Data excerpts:
#[derive(Debug)]
pub struct Round {
    /// Time at which the round started.
    pub started: DateTime<Utc>,
    /// Time at which the round finished, once recorded.
    pub finished: Option<DateTime<Utc>>,
    /// Executor the round is scheduling for.
    pub executor_id: String,
    /// Resource pool of the executor.
    pub pool: String,
    /// Allowed priority classes.
    pub priority_classes: PriorityClassCatalogue,
    /// Class assumed for jobs that name no known class.
    pub default_priority_class: String,
    /// Determines how fairness is computed.
    pub fairness_cost_provider: Arc<dyn CostProvider>,
    /// Limits scheduling rate across all queues. Consulted with the
    /// round's `started` time so limiter state is constant within the
    /// round.
    pub limiter: RateLimiter,
    /// Sum of queue weights across all registered queues.
    pub weight_sum: f64,
    /// Per-queue bookkeeping.
    pub queue_rounds: HashMap<String, QueueRound>,
    /// Total resources available across the executor at round start.
    pub total_resources: ResourceVector,
    /// Resources assigned across all queues during this round.
    pub scheduled_resources: ResourceVector,
    pub scheduled_resources_by_priority_class: ResourcesByPriorityClass,
    /// Resources preempted across all queues during this round.
    pub evicted_resources: ResourceVector,
    pub evicted_resources_by_priority_class: ResourcesByPriorityClass,
    /// Signed on purpose: re-scheduling previously evicted jobs
    /// decrements these, and transients may dip below zero.
    pub num_scheduled_jobs: i64,
    pub num_scheduled_gangs: i64,
    pub num_evicted_jobs: i64,
    /// Why the round finished.
    pub termination_reason: String,
    /// Used to efficiently derive scheduling keys.
    pub scheduling_key_generator: SchedulingKeyGenerator,
    /// Scheduling keys proven infeasible earlier in the round, mapped to
    /// the decision that proved them so. New jobs hashing to a cached
    /// key may be rejected without re-running node selection.
    pub unfeasible_scheduling_keys: HashMap<SchedulingKey, JobDecision>,
}

impl Round {
    pub fn new(
        executor_id: impl Into<String>,
        pool: impl Into<String>,
        priority_classes: PriorityClassCatalogue,
        default_priority_class: impl Into<String>,
        fairness_cost_provider: Arc<dyn CostProvider>,
        limiter: RateLimiter,
        total_resources: &ResourceVector,
    ) -> Self {
        Self {
            started: Utc::now(),
            finished: None,
            executor_id: executor_id.into(),
            pool: pool.into(),
            priority_classes,
            default_priority_class: default_priority_class.into(),
            fairness_cost_provider,
            limiter,
            weight_sum: 0.0,
            queue_rounds: HashMap::new(),
            total_resources: total_resources.clone(),
            scheduled_resources: ResourceVector::new(),
            scheduled_resources_by_priority_class: ResourcesByPriorityClass::new(),
            evicted_resources: ResourceVector::new(),
            evicted_resources_by_priority_class: ResourcesByPriorityClass::new(),
            num_scheduled_jobs: 0,
            num_scheduled_gangs: 0,
            num_evicted_jobs: 0,
            termination_reason: String::new(),
            scheduling_key_generator: SchedulingKeyGenerator::new(),
            unfeasible_scheduling_keys: HashMap::new(),
        }
    }

    /// Registers a participating queue.
    ///
    /// `initial_allocated_by_priority_class` is the queue's allocation
    /// entering the round; `None` means an empty allocation. The
    /// queue's total allocation starts as the sum of the per-class
    /// entries.
    pub fn register_queue(
        &mut self,
        queue: impl Into<String>,
        weight: f64,
        initial_allocated_by_priority_class: Option<ResourcesByPriorityClass>,
        limiter: RateLimiter,
    ) -> Result<(), RoundError> {
        let queue = queue.into();
        if self.queue_rounds.contains_key(&queue) {
            return Err(RoundError::DuplicateQueue(queue));
        }
        let initial = initial_allocated_by_priority_class.unwrap_or_default();
        self.weight_sum += weight;
        info!(queue = %queue, weight, "registered queue for scheduling round");
        self.queue_rounds.insert(
            queue.clone(),
            QueueRound::new(self.executor_id.clone(), queue, weight, initial, limiter),
        );
        Ok(())
    }

    pub fn get_queue(&self, queue: &str) -> Option<&QueueRound> {
        self.queue_rounds.get(queue)
    }

    /// Scheduling key of `job`, with the priority resolved through the
    /// round's catalogue (unknown classes resolve to priority 0).
    pub fn scheduling_key_for_job(&mut self, job: &dyn SchedulerJob) -> SchedulingKey {
        let priority = priority_for_class(&self.priority_classes, job.priority_class_name());
        self.scheduling_key_generator.key(
            job.node_selector(),
            job.affinity(),
            job.tolerations(),
            job.resource_requirements(),
            priority,
        )
    }

    /// Records that jobs hashing to `key` are infeasible, keeping the
    /// decision that proved it as the representative.
    pub fn mark_key_unfeasible(&mut self, key: SchedulingKey, decision: JobDecision) {
        self.unfeasible_scheduling_keys.insert(key, decision);
    }

    /// The decision that proved `key` infeasible, if any.
    pub fn unfeasible_decision(&self, key: &SchedulingKey) -> Option<&JobDecision> {
        self.unfeasible_scheduling_keys.get(key)
    }

    /// Forgets all cached infeasible keys, e.g. after cluster state
    /// changed mid-round.
    pub fn clear_unfeasible_scheduling_keys(&mut self) {
        self.unfeasible_scheduling_keys.clear();
    }

    /// Applies every decision of a gang in order.
    ///
    /// `num_scheduled_gangs` increments only when every member ended up
    /// successful and at least one of them was newly scheduled rather
    /// than a re-scheduled eviction. Returns whether every member was
    /// already evicted entering the call.
    pub fn add_gang_decision(&mut self, gang: GangDecision) -> Result<bool, RoundError> {
        let mut all_jobs_evicted_in_this_round = true;
        let mut all_jobs_successful = true;
        for decision in gang.job_decisions {
            let successful = decision.is_successful();
            let evicted_in_this_round = self.add_job_decision(decision)?;
            all_jobs_evicted_in_this_round = all_jobs_evicted_in_this_round && evicted_in_this_round;
            all_jobs_successful = all_jobs_successful && successful;
        }
        if all_jobs_successful && !all_jobs_evicted_in_this_round {
            self.num_scheduled_gangs += 1;
        }
        Ok(all_jobs_evicted_in_this_round)
    }

    /// Applies one job decision to its queue and folds the outcome into
    /// the round aggregates. Returns whether the job was in the queue's
    /// evicted set at entry.
    pub fn add_job_decision(&mut self, decision: JobDecision) -> Result<bool, RoundError> {
        let queue_round = self.queue_rounds.get_mut(&decision.queue).ok_or_else(|| {
            RoundError::UnknownQueue {
                queue: decision.queue.clone(),
                job_id: decision.job_id.clone(),
            }
        })?;
        let successful = decision.is_successful();
        let class = decision.priority_class_name.clone();
        let requests = decision
            .pod_requirements
            .as_ref()
            .map(|requirements| requirements.resource_requests.clone());
        let job = decision.job.clone();
        let evicted_in_this_round = queue_round.add_job_decision(decision)?;
        if successful {
            // The queue accepted the decision, so requests were present.
            if let Some(requests) = requests {
                if evicted_in_this_round {
                    self.evicted_resources.sub(&requests);
                    self.evicted_resources_by_priority_class
                        .sub_for(&class, &requests);
                    self.num_evicted_jobs -= 1;
                } else {
                    self.scheduled_resources.add(&requests);
                    self.scheduled_resources_by_priority_class
                        .add_for(&class, &requests);
                    self.num_scheduled_jobs += 1;
                }
            }
            // A recorded success invalidates any cached infeasibility
            // for the same scheduling key.
            if !self.unfeasible_scheduling_keys.is_empty() {
                if let Some(job) = job.as_deref() {
                    let key = self.scheduling_key_for_job(job);
                    self.unfeasible_scheduling_keys.remove(&key);
                }
            }
        }
        Ok(evicted_in_this_round)
    }

    /// Evicts every job of a gang.
    ///
    /// When all members had been scheduled during this round the gang's
    /// scheduling is cancelled and `num_scheduled_gangs` decrements.
    /// Returns whether that was the case.
    pub fn evict_gang(&mut self, jobs: &[Arc<dyn SchedulerJob>]) -> Result<bool, RoundError> {
        let mut all_jobs_scheduled_in_this_round = true;
        for job in jobs {
            let scheduled_in_this_round = self.evict_job(job.as_ref())?;
            all_jobs_scheduled_in_this_round =
                all_jobs_scheduled_in_this_round && scheduled_in_this_round;
        }
        if all_jobs_scheduled_in_this_round {
            self.num_scheduled_gangs -= 1;
        }
        Ok(all_jobs_scheduled_in_this_round)
    }

    /// Evicts one job and folds the outcome into the round aggregates.
    /// Returns whether the job had been scheduled during this round.
    pub fn evict_job(&mut self, job: &dyn SchedulerJob) -> Result<bool, RoundError> {
        let queue_round =
            self.queue_rounds
                .get_mut(job.queue())
                .ok_or_else(|| RoundError::UnknownQueue {
                    queue: job.queue().to_string(),
                    job_id: job.id().to_string(),
                })?;
        let scheduled_in_this_round = queue_round.evict_job(job)?;
        let requests = job.resource_requirements();
        let class = job.priority_class_name();
        if scheduled_in_this_round {
            self.scheduled_resources.sub(requests);
            self.scheduled_resources_by_priority_class
                .sub_for(class, requests);
            self.num_scheduled_jobs -= 1;
        } else {
            self.evicted_resources.add(requests);
            self.evicted_resources_by_priority_class
                .add_for(class, requests);
            self.num_evicted_jobs += 1;
        }
        Ok(scheduled_in_this_round)
    }

    /// Sum of fairness costs across all queues.
    pub fn total_cost(&self) -> f64 {
        self.queue_rounds
            .values()
            .map(|queue_round| {
                self.fairness_cost_provider
                    .cost_from_queue(queue_round)
            })
            .sum()
    }

    /// Decisions of every job scheduled this round, across all queues.
    pub fn successful_job_decisions(&self) -> Vec<&JobDecision> {
        self.queue_rounds
            .values()
            .flat_map(|queue_round| queue_round.successful.values())
            .collect()
    }

    /// Deep copy of `{queue -> allocation by priority class}`, skipping
    /// queues whose allocation is entirely zero.
    pub fn allocated_by_queue_and_priority(&self) -> HashMap<String, ResourcesByPriorityClass> {
        self.queue_rounds
            .iter()
            .filter(|(_, queue_round)| !queue_round.allocated_by_priority_class.is_zero())
            .map(|(queue, queue_round)| {
                (queue.clone(), queue_round.allocated_by_priority_class.clone())
            })
            .collect()
    }

    /// Drops job handles from every retained decision so a finished
    /// round can be kept for reporting without pinning job payloads.
    pub fn clear_job_specs(&mut self) {
        for queue_round in self.queue_rounds.values_mut() {
            queue_round.clear_job_specs();
        }
        for decision in self.unfeasible_scheduling_keys.values_mut() {
            decision.job = None;
        }
    }

    /// Records why and when the round ended.
    pub fn finish(&mut self, termination_reason: impl Into<String>) {
        self.termination_reason = termination_reason.into();
        self.finished = Some(Utc::now());
        info!(
            executor_id = %self.executor_id,
            pool = %self.pool,
            num_scheduled_jobs = self.num_scheduled_jobs,
            num_evicted_jobs = self.num_evicted_jobs,
            termination_reason = %self.termination_reason,
            "scheduling round finished"
        );
        debug!(scheduled = %self.scheduled_resources, evicted = %self.evicted_resources, "round resource flows");
    }
}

Your objective:
Every line above that holds the word "CostProvider" is to be found and copied.

Answer area:
    pub fairness_cost_provider: Arc<dyn CostProvider>,
        fairness_cost_provider: Arc<dyn CostProvider>,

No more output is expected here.